There are already signs that UMNO leaders may take the easy out to try to win back the Malay heartland by resorting to the recommunalisation of politics, by returning to calls for Malay unity which would have an adverse far-reaching effect not only on ethnic relations, Malaysian nation-building but also Malaysia's economic future in the era of globalisation and information technology.
Such concerns are not misplaced as two days ago, an UMNO Minister urged young Malays to rediscover themselves through the "Malay agenda", lamenting that many young Malay professionals did not know what the Malay agenda was or about the struggles for the Malay community. He said they should try and understand Article 153 of the Constitution to find out what the agenda was all about.
One would have thought that with more than one-third passage of the 30-year Vision 2020 and a Bangsa Malaysia, Malaysian leaders particularly those in government should be talking more about the Malaysian agenda, rather than to go back in time to resurrect the Malay agenda, the Chinese agenda or the Indian agenda.
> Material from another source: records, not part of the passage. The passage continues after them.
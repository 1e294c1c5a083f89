//! HTTP helpers for key retrieval.

pub mod client;
pub mod retry;
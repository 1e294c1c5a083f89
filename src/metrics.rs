//! Metrics helpers and per-issuer telemetry bookkeeping.

// std
use std::sync::atomic::{AtomicU64, Ordering};
#[cfg(feature = "prometheus")] use std::sync::OnceLock;
// crates.io
use metrics::Label;
#[cfg(feature = "prometheus")]
use metrics_exporter_prometheus::{PrometheusBuilder, PrometheusHandle};
use smallvec::SmallVec;
// self
use crate::_prelude::*;

type LabelSet = SmallVec<[Label; 2]>;

const METRIC_REQUESTS_TOTAL: &str = "issuer_cache_requests_total";
const METRIC_HITS_TOTAL: &str = "issuer_cache_hits_total";
const METRIC_STALE_TOTAL: &str = "issuer_cache_stale_total";
const METRIC_MISSES_TOTAL: &str = "issuer_cache_misses_total";
const METRIC_UNAVAILABLE_TOTAL: &str = "issuer_cache_unavailable_total";
const METRIC_REFRESH_TOTAL: &str = "issuer_cache_refresh_total";
const METRIC_REFRESH_DURATION: &str = "issuer_cache_refresh_duration_seconds";
const METRIC_REFRESH_ERRORS: &str = "issuer_cache_refresh_errors_total";

/// Shared Prometheus handle installed by [`install_default_exporter`].
#[cfg(feature = "prometheus")]
static PROMETHEUS_HANDLE: OnceLock<PrometheusHandle> = OnceLock::new();

/// Thread-safe metrics accumulator for a single issuer.
#[derive(Debug, Default)]
pub struct IssuerMetrics {
	total_requests: AtomicU64,
	cache_hits: AtomicU64,
	stale_serves: AtomicU64,
	unavailable: AtomicU64,
	refresh_successes: AtomicU64,
	refresh_errors: AtomicU64,
	last_refresh_micros: AtomicU64,
}
impl IssuerMetrics {
	/// Create a new metrics accumulator.
	pub fn new() -> Arc<Self> {
		Arc::new(Self::default())
	}

	/// Record a request served from cached keys.
	pub fn record_hit(&self, stale: bool) {
		self.total_requests.fetch_add(1, Ordering::Relaxed);
		self.cache_hits.fetch_add(1, Ordering::Relaxed);

		if stale {
			self.stale_serves.fetch_add(1, Ordering::Relaxed);
		}
	}

	/// Record a request that had to wait for a fetch.
	pub fn record_miss(&self) {
		self.total_requests.fetch_add(1, Ordering::Relaxed);
	}

	/// Record a request rejected because the issuer is unavailable.
	pub fn record_unavailable(&self) {
		self.unavailable.fetch_add(1, Ordering::Relaxed);
	}

	/// Record a successful refresh and latency.
	pub fn record_refresh_success(&self, duration: Duration) {
		self.refresh_successes.fetch_add(1, Ordering::Relaxed);
		self.last_refresh_micros.store(duration.as_micros() as u64, Ordering::Relaxed);
	}

	/// Record refresh failure.
	pub fn record_refresh_error(&self) {
		self.refresh_errors.fetch_add(1, Ordering::Relaxed);
	}

	/// Take a point-in-time snapshot for status reporting.
	pub fn snapshot(&self) -> IssuerMetricsSnapshot {
		IssuerMetricsSnapshot {
			total_requests: self.total_requests.load(Ordering::Relaxed),
			cache_hits: self.cache_hits.load(Ordering::Relaxed),
			stale_serves: self.stale_serves.load(Ordering::Relaxed),
			unavailable: self.unavailable.load(Ordering::Relaxed),
			refresh_successes: self.refresh_successes.load(Ordering::Relaxed),
			refresh_errors: self.refresh_errors.load(Ordering::Relaxed),
			last_refresh_micros: match self.last_refresh_micros.load(Ordering::Relaxed) {
				0 => None,
				value => Some(value),
			},
		}
	}
}

/// Read-only snapshot of per-issuer telemetry counters.
#[derive(Clone, Debug)]
pub struct IssuerMetricsSnapshot {
	/// Total number of key lookups observed.
	pub total_requests: u64,
	/// Count of lookups served from cached keys.
	pub cache_hits: u64,
	/// Count of lookups served from stale keys.
	pub stale_serves: u64,
	/// Count of lookups rejected as unavailable.
	pub unavailable: u64,
	/// Count of successful refresh operations.
	pub refresh_successes: u64,
	/// Count of refresh operations that failed.
	pub refresh_errors: u64,
	/// Microsecond latency of the most recent successful refresh.
	pub last_refresh_micros: Option<u64>,
}
impl IssuerMetricsSnapshot {
	/// Ratio of cache hits to total requests.
	pub fn hit_rate(&self) -> f64 {
		if self.total_requests == 0 {
			0.0
		} else {
			self.cache_hits as f64 / self.total_requests as f64
		}
	}

	/// Ratio of stale serves to total requests.
	pub fn stale_ratio(&self) -> f64 {
		if self.total_requests == 0 {
			0.0
		} else {
			self.stale_serves as f64 / self.total_requests as f64
		}
	}
}

/// Install the default Prometheus recorder backed by `metrics` and return its handle.
///
/// Multiple invocations are safe; later calls return the handle installed by the first one.
#[cfg(feature = "prometheus")]
pub fn install_default_exporter() -> Result<&'static PrometheusHandle> {
	if let Some(handle) = PROMETHEUS_HANDLE.get() {
		return Ok(handle);
	}

	let handle = PrometheusBuilder::new()
		.install_recorder()
		.map_err(|err| Error::Metrics(err.to_string()))?;

	Ok(PROMETHEUS_HANDLE.get_or_init(|| handle))
}

/// Record a lookup served from cached keys, tagging whether they were stale.
pub fn record_resolve_hit(issuer: &str, stale: bool) {
	let labels = base_labels(issuer);

	metrics::counter!(METRIC_REQUESTS_TOTAL, labels.iter()).increment(1);
	metrics::counter!(METRIC_HITS_TOTAL, labels.iter()).increment(1);

	if stale {
		metrics::counter!(METRIC_STALE_TOTAL, labels.iter()).increment(1);
	}
}

/// Record a lookup that waited for an upstream fetch.
pub fn record_resolve_miss(issuer: &str) {
	let labels = base_labels(issuer);

	metrics::counter!(METRIC_REQUESTS_TOTAL, labels.iter()).increment(1);
	metrics::counter!(METRIC_MISSES_TOTAL, labels.iter()).increment(1);
}

/// Record a lookup rejected because the issuer has no servable keys.
pub fn record_unavailable(issuer: &str) {
	metrics::counter!(METRIC_UNAVAILABLE_TOTAL, base_labels(issuer).iter()).increment(1);
}

/// Record a successful refresh along with its latency.
pub fn record_refresh_success(issuer: &str, duration: Duration) {
	metrics::counter!(METRIC_REFRESH_TOTAL, status_labels(issuer, "success").iter()).increment(1);
	metrics::histogram!(METRIC_REFRESH_DURATION, base_labels(issuer).iter())
		.record(duration.as_secs_f64());
}

/// Record a failed refresh.
pub fn record_refresh_error(issuer: &str) {
	metrics::counter!(METRIC_REFRESH_TOTAL, status_labels(issuer, "error").iter()).increment(1);
	metrics::counter!(METRIC_REFRESH_ERRORS, base_labels(issuer).iter()).increment(1);
}

fn base_labels(issuer: &str) -> LabelSet {
	let mut labels = LabelSet::new();

	labels.push(Label::new("issuer", issuer.to_owned()));

	labels
}

fn status_labels(issuer: &str, status: &'static str) -> LabelSet {
	let mut labels = base_labels(issuer);

	labels.push(Label::new("status", status));

	labels
}
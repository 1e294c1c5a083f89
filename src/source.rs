//! Key material sources backing a [`VerificationCache`](crate::VerificationCache).

// std
use std::future::Future;
// crates.io
use jsonwebtoken::jwk::JwkSet;
use url::Url;
// self
use crate::_prelude::*;

/// Fetches the published key set of an issuer.
///
/// Implementations are cloned once per configured issuer. The cache bounds every call with
/// `attempt_timeout` on its own, so implementations may use it as a hint for transport timeouts.
pub trait KeySource: Clone + Send + Sync + 'static {
	/// Fetch the current key set published by `issuer`.
	fn fetch_keys(
		&self,
		issuer: &Url,
		attempt_timeout: Duration,
	) -> impl Future<Output = Result<JwkSet>> + Send;
}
Both these dangers, the recommunalisation of Malaysian politics and UMNO competition with PAS at Islamisation of a plural society are strong reasons why great efforts should be made to ensure that the Alternative Front operates as a multi-ethnic and multi-religious check against these two dangerous trends which go against the whole concept of a Bangsa Malaysia of the Vision of 2020 as well as bring in their train, even more authoritarian governance and violation of fundamental liberties.
The Alternative Front should go even further - to refute by words and deeds the two spectres which the National Front had tried to frighten Malaysian voters in the recent general elections, that on the one hand, that DAP's participation would mean the destruction of Islam while on the other hand, that PAS would end of religious and cultural freedoms as well as lead to the subjugation of the non-Muslims in Malaysia.
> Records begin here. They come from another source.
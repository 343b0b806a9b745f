//! Bucket store: the sparse [`BucketMap`] and its dense array view.

use serde::{Deserialize, Serialize};
use std::collections::{BTreeMap, HashSet};

use crate::error::{LeitnerError, Result};
use crate::models::{BucketRange, Flashcard};

/// Terminal bucket. Cards here are never due and never move.
pub const MASTERED_BUCKET: u32 = 5;

pub type BucketSet = HashSet<Flashcard>;

/// Assignment of cards to bucket numbers. A card appears in at most one bucket.
///
/// `Clone` copies every set, so a clone never aliases the original.
#[derive(Debug, Clone, Default, PartialEq, Eq, Serialize, Deserialize)]
pub struct BucketMap(BTreeMap<u32, BucketSet>);

impl BucketMap {
    pub fn new() -> Self {
        BucketMap(BTreeMap::new())
    }

    /// Adds `card` to `bucket`, creating the bucket if needed.
    pub fn insert(&mut self, bucket: u32, card: Flashcard) -> bool {
        self.0.entry(bucket).or_default().insert(card)
    }

    pub fn bucket(&self, bucket: u32) -> Option<&BucketSet> {
        self.0.get(&bucket)
    }

    pub(crate) fn bucket_mut(&mut self, bucket: u32) -> &mut BucketSet {
        self.0.entry(bucket).or_default()
    }

    /// Number of cards in `bucket`, zero when the key is absent.
    pub fn bucket_len(&self, bucket: u32) -> usize {
        self.0.get(&bucket).map_or(0, HashSet::len)
    }

    /// Finds the bucket holding `card` among `0..upper`.
    pub fn bucket_of(&self, card: &Flashcard, upper: u32) -> Option<u32> {
        (0..upper).find(|i| self.0.get(i).is_some_and(|set| set.contains(card)))
    }

    pub fn contains(&self, card: &Flashcard) -> bool {
        self.0.values().any(|set| set.contains(card))
    }

    /// Union of all buckets.
    pub fn all_cards(&self) -> HashSet<&Flashcard> {
        self.0.values().flat_map(|set| set.iter()).collect()
    }

    pub fn card_count(&self) -> usize {
        self.all_cards().len()
    }

    /// Number of bucket keys, including empty buckets.
    pub fn len(&self) -> usize {
        self.0.len()
    }

    pub fn is_empty(&self) -> bool {
        self.0.is_empty()
    }

    pub fn iter(&self) -> impl Iterator<Item = (u32, &BucketSet)> {
        self.0.iter().map(|(k, v)| (*k, v))
    }
}

impl From<Vec<BucketSet>> for BucketMap {
    fn from(buckets: Vec<BucketSet>) -> Self {
        BucketMap(buckets.into_iter().enumerate().map(|(i, set)| (i as u32, set)).collect())
    }
}

impl FromIterator<(u32, BucketSet)> for BucketMap {
    fn from_iter<T: IntoIterator<Item = (u32, BucketSet)>>(iter: T) -> Self {
        BucketMap(iter.into_iter().collect())
    }
}

/// Dense view of `buckets`: index `i` holds bucket `i`, up to the highest key.
/// Missing buckets become empty sets.
pub fn to_bucket_array(buckets: &BucketMap) -> Result<Vec<BucketSet>> {
    let max_bucket = buckets
        .0
        .keys()
        .next_back()
        .copied()
        .ok_or_else(|| LeitnerError::InvalidState("bucket map has no buckets".to_string()))?;

    Ok((0..=max_bucket)
        .map(|i| buckets.bucket(i).cloned().unwrap_or_default())
        .collect())
}

/// Lowest and highest non-empty indices, or `None` when every bucket is empty.
pub fn bucket_range(buckets: &[BucketSet]) -> Option<BucketRange> {
    let mut populated = buckets.iter().enumerate().filter(|(_, set)| !set.is_empty()).map(|(i, _)| i);

    let min_bucket = populated.next()?;
    let max_bucket = populated.last().unwrap_or(min_bucket);
    Some(BucketRange { min_bucket, max_bucket })
}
If the Alternative Front can lay these spectres to rest and project in particular that the Political Islam represented by PAS is an Islam of tolerance and justice which is fully compatible with democracy, open and accountable government and cultural pluralism, then there will be a flowering of human rights and democracy in Malaysia in the new century.
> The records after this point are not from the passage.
use crate::buckets::{BucketMap, BucketSet, MASTERED_BUCKET};
use crate::models::{AnswerDifficulty, Flashcard};

/// Modified-Leitner scheduler
pub struct SpacedRepetition;

impl SpacedRepetition {
    /// Check if cards in `bucket` are due on `day`
    ///
    /// Bucket 0 is due every day, bucket `i` every `2^i` days, and the
    /// mastered bucket never.
    pub fn is_due(bucket: u32, day: u64) -> bool {
        if bucket == MASTERED_BUCKET {
            return false;
        }
        if bucket == 0 {
            return true;
        }
        match 1u64.checked_shl(bucket) {
            Some(period) => day % period == 0,
            // Period exceeds any representable day, so only day 0 lines up
            None => day == 0,
        }
    }

    /// Get cards that are due for review on `day`
    pub fn select_due(buckets: &[BucketSet], day: u64) -> BucketSet {
        let due: BucketSet = buckets
            .iter()
            .enumerate()
            .filter(|(i, _)| u32::try_from(*i).is_ok_and(|bucket| Self::is_due(bucket, day)))
            .flat_map(|(_, set)| set.iter().cloned())
            .collect();

        log::debug!("Day {}: {} cards due", day, due.len());
        due
    }

    /// Move `card` according to `difficulty`, returning a new map
    ///
    /// The input map is left untouched. Cards outside buckets 0-4, including
    /// mastered cards, are returned unchanged.
    pub fn apply_outcome(buckets: &BucketMap, card: &Flashcard, difficulty: AnswerDifficulty) -> BucketMap {
        let mut updated = buckets.clone();
        for i in 0..=MASTERED_BUCKET {
            updated.bucket_mut(i);
        }

        let Some(current) = buckets.bucket_of(card, MASTERED_BUCKET) else {
            log::warn!("Card {} is not in a reviewable bucket, leaving buckets unchanged", card.id());
            return updated;
        };

        updated.bucket_mut(current).remove(card);

        let target = match difficulty {
            AnswerDifficulty::Easy => current + 1,
            AnswerDifficulty::Hard => current.saturating_sub(1),
            AnswerDifficulty::Wrong => 0,
        };
        updated.insert(target, card.clone());

        log::debug!("Card {} moved from bucket {} to {} ({:?})", card.id(), current, target, difficulty);
        updated
    }
}

#[cfg(test)]
mod tests {
    use super::*;
    use crate::buckets::to_bucket_array;

    fn card(front: &str) -> Flashcard {
        Flashcard::new(front, "A", "H", &["test"])
    }

    fn create_test_buckets() -> BucketMap {
        let mut buckets = BucketMap::from(vec![BucketSet::new(); 6]);
        buckets.insert(0, card("c1"));
        buckets.insert(2, card("c2"));
        buckets.insert(4, card("c3"));
        buckets.insert(1, card("c4"));
        buckets.insert(3, card("c5"));
        buckets.insert(5, card("c6"));
        buckets.insert(2, card("c7"));
        buckets.insert(4, card("c8"));
        buckets.insert(0, card("c9"));
        buckets.insert(3, card("c10"));
        buckets
    }

    // Every card except `moved` keeps its bucket, and each card sits in exactly one bucket
    fn assert_others_unchanged(before: &BucketMap, after: &BucketMap, moved: &Flashcard) {
        for (i, set) in before.iter() {
            for c in set.iter().filter(|c| *c != moved) {
                assert!(after.bucket(i).unwrap().contains(c), "{} should stay in bucket {}", c.front, i);
            }
        }
        for c in after.all_cards() {
            let holders = after.iter().filter(|(_, set)| set.contains(c)).count();
            assert_eq!(holders, 1, "{} should be in exactly one bucket", c.front);
        }
        assert_eq!(after.card_count(), before.card_count());
    }

    #[test]
    fn test_cadence_law() {
        for day in 0..50u64 {
            assert!(SpacedRepetition::is_due(0, day));
            assert!(!SpacedRepetition::is_due(MASTERED_BUCKET, day));
            for bucket in 1..5u32 {
                assert_eq!(SpacedRepetition::is_due(bucket, day), day % (1 << bucket) == 0);
            }
        }
    }

    #[test]
    fn test_high_bucket_cadence_does_not_overflow() {
        assert!(SpacedRepetition::is_due(6, 64));
        assert!(!SpacedRepetition::is_due(6, 32));
        assert!(SpacedRepetition::is_due(64, 0));
        assert!(!SpacedRepetition::is_due(64, u64::MAX));
    }

    #[test]
    fn test_bucket_zero_always_due() {
        let array = to_bucket_array(&create_test_buckets()).unwrap();
        for day in 0..50 {
            let due = SpacedRepetition::select_due(&array, day);
            assert!(due.contains(&card("c1")) && due.contains(&card("c9")), "day {}", day);
        }
    }

    #[test]
    fn test_select_due_scenario() {
        let mut buckets = BucketMap::new();
        buckets.insert(0, card("a"));
        buckets.insert(0, card("b"));
        buckets.insert(2, card("c"));
        buckets.insert(4, card("d"));
        let array = to_bucket_array(&buckets).unwrap();

        assert_eq!(SpacedRepetition::select_due(&array, 0).len(), 4);

        let day2 = SpacedRepetition::select_due(&array, 2);
        assert_eq!(day2, [card("a"), card("b")].into_iter().collect::<BucketSet>());

        let day4 = SpacedRepetition::select_due(&array, 4);
        assert_eq!(day4, [card("a"), card("b"), card("c")].into_iter().collect::<BucketSet>());

        assert_eq!(SpacedRepetition::select_due(&array, 16).len(), 4);
    }

    #[test]
    fn test_select_due_multiple_cards_in_bucket_one() {
        let mut buckets = BucketMap::new();
        for front in ["x", "y", "z"] {
            buckets.insert(1, card(front));
        }
        let array = to_bucket_array(&buckets).unwrap();

        for day in 0..10 {
            let due = SpacedRepetition::select_due(&array, day);
            if day % 2 == 0 {
                assert_eq!(due.len(), 3, "day {}", day);
            } else {
                assert!(due.is_empty(), "day {}", day);
            }
        }
    }

    #[test]
    fn test_mastered_cards_never_due() {
        let mut buckets = BucketMap::new();
        buckets.insert(5, card("m1"));
        buckets.insert(5, card("m2"));
        let array = to_bucket_array(&buckets).unwrap();

        for day in 0..50 {
            assert!(SpacedRepetition::select_due(&array, day).is_empty());
        }
    }

    #[test]
    fn test_empty_buckets_select_nothing() {
        let array = vec![BucketSet::new(); 5];
        for day in 0..20 {
            assert!(SpacedRepetition::select_due(&array, day).is_empty());
        }
    }

    #[test]
    fn test_wrong_in_bucket_zero_stays() {
        let buckets = create_test_buckets();
        let updated = SpacedRepetition::apply_outcome(&buckets, &card("c1"), AnswerDifficulty::Wrong);
        assert!(updated.bucket(0).unwrap().contains(&card("c1")));
        assert!(updated.bucket(0).unwrap().contains(&card("c9")));
        assert_others_unchanged(&buckets, &updated, &card("c1"));
    }

    #[test]
    fn test_wrong_resets_to_bucket_zero() {
        let buckets = create_test_buckets();
        for (bucket, front) in [(1, "c4"), (2, "c2"), (3, "c5"), (4, "c3")] {
            let updated = SpacedRepetition::apply_outcome(&buckets, &card(front), AnswerDifficulty::Wrong);
            assert!(updated.bucket(0).unwrap().contains(&card(front)));
            assert!(!updated.bucket(bucket).unwrap().contains(&card(front)));
            assert_others_unchanged(&buckets, &updated, &card(front));
        }
    }

    #[test]
    fn test_hard_moves_down_one() {
        let buckets = create_test_buckets();
        for (bucket, front) in [(1, "c4"), (2, "c2"), (3, "c5"), (4, "c3")] {
            let updated = SpacedRepetition::apply_outcome(&buckets, &card(front), AnswerDifficulty::Hard);
            assert!(updated.bucket(bucket - 1).unwrap().contains(&card(front)));
            assert!(!updated.bucket(bucket).unwrap().contains(&card(front)));
            assert_others_unchanged(&buckets, &updated, &card(front));
        }
    }

    #[test]
    fn test_hard_in_bucket_zero_stays() {
        let buckets = create_test_buckets();
        let updated = SpacedRepetition::apply_outcome(&buckets, &card("c9"), AnswerDifficulty::Hard);
        assert_eq!(updated.bucket_of(&card("c9"), MASTERED_BUCKET), Some(0));
        assert_others_unchanged(&buckets, &updated, &card("c9"));
    }

    #[test]
    fn test_easy_moves_up_one() {
        let buckets = create_test_buckets();
        for (bucket, front) in [(0, "c1"), (1, "c4"), (2, "c2"), (3, "c5"), (4, "c3")] {
            let updated = SpacedRepetition::apply_outcome(&buckets, &card(front), AnswerDifficulty::Easy);
            assert!(updated.bucket(bucket + 1).unwrap().contains(&card(front)));
            assert!(!updated.bucket(bucket).unwrap().contains(&card(front)));
            assert_others_unchanged(&buckets, &updated, &card(front));
        }
    }

    #[test]
    fn test_easy_from_four_masters_card() {
        let buckets = create_test_buckets();
        let updated = SpacedRepetition::apply_outcome(&buckets, &card("c8"), AnswerDifficulty::Easy);
        assert!(updated.bucket(MASTERED_BUCKET).unwrap().contains(&card("c8")));
        assert_eq!(updated.bucket_len(MASTERED_BUCKET), 2);
    }

    #[test]
    fn test_mastered_card_is_noop() {
        let buckets = create_test_buckets();
        for difficulty in [AnswerDifficulty::Easy, AnswerDifficulty::Hard, AnswerDifficulty::Wrong] {
            let updated = SpacedRepetition::apply_outcome(&buckets, &card("c6"), difficulty);
            assert_eq!(updated, buckets);
        }
    }

    #[test]
    fn test_unknown_card_is_noop() {
        let buckets = create_test_buckets();
        let updated = SpacedRepetition::apply_outcome(&buckets, &card("stranger"), AnswerDifficulty::Easy);
        assert_eq!(updated, buckets);
    }

    #[test]
    fn test_result_always_has_six_buckets() {
        let mut buckets = BucketMap::new();
        buckets.insert(1, card("solo"));

        let updated = SpacedRepetition::apply_outcome(&buckets, &card("solo"), AnswerDifficulty::Hard);
        assert_eq!(updated.len(), 6);
        assert_eq!(updated.bucket_of(&card("solo"), MASTERED_BUCKET), Some(0));
        assert!(updated.bucket(1).unwrap().is_empty());
    }

    #[test]
    fn test_input_is_not_modified() {
        let buckets = create_test_buckets();
        let snapshot = buckets.clone();

        let mut updated = SpacedRepetition::apply_outcome(&buckets, &card("c5"), AnswerDifficulty::Easy);
        assert_eq!(buckets, snapshot);

        // Mutating the result does not reach the original
        updated.insert(0, card("new"));
        assert!(!buckets.contains(&card("new")));
        assert!(buckets.bucket(3).unwrap().contains(&card("c5")));
    }

    #[test]
    fn test_sequence_of_outcomes_keeps_partition() {
        let mut buckets = create_test_buckets();
        let script = [
            ("c1", AnswerDifficulty::Easy),
            ("c1", AnswerDifficulty::Easy),
            ("c3", AnswerDifficulty::Easy),
            ("c5", AnswerDifficulty::Hard),
            ("c1", AnswerDifficulty::Wrong),
            ("c3", AnswerDifficulty::Wrong),
        ];
        for (front, difficulty) in script {
            let next = SpacedRepetition::apply_outcome(&buckets, &card(front), difficulty);
            assert_others_unchanged(&buckets, &next, &card(front));
            buckets = next;
        }

        assert_eq!(buckets.bucket_of(&card("c1"), MASTERED_BUCKET), Some(0));
        assert_eq!(buckets.bucket_of(&card("c5"), MASTERED_BUCKET), Some(2));
        assert_eq!(buckets.bucket_of(&card("c3"), MASTERED_BUCKET + 1), Some(5));
    }
}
After all, Malaysia is not like Iraq or Iran which are overwhelmingly Islamic nations whose Muslim people ranges from 95 to 97 per cent of their population. In Malaysia, less than 60 per cent of the population are Muslims and it cannot be said that the majority of the Muslims support the concept of an Islamic state for Malaysia.
I do not know whether the Alternative Front can succeed in this goal but it should certainly try - which will be the best legacy for the Anwar political upheaval for the country.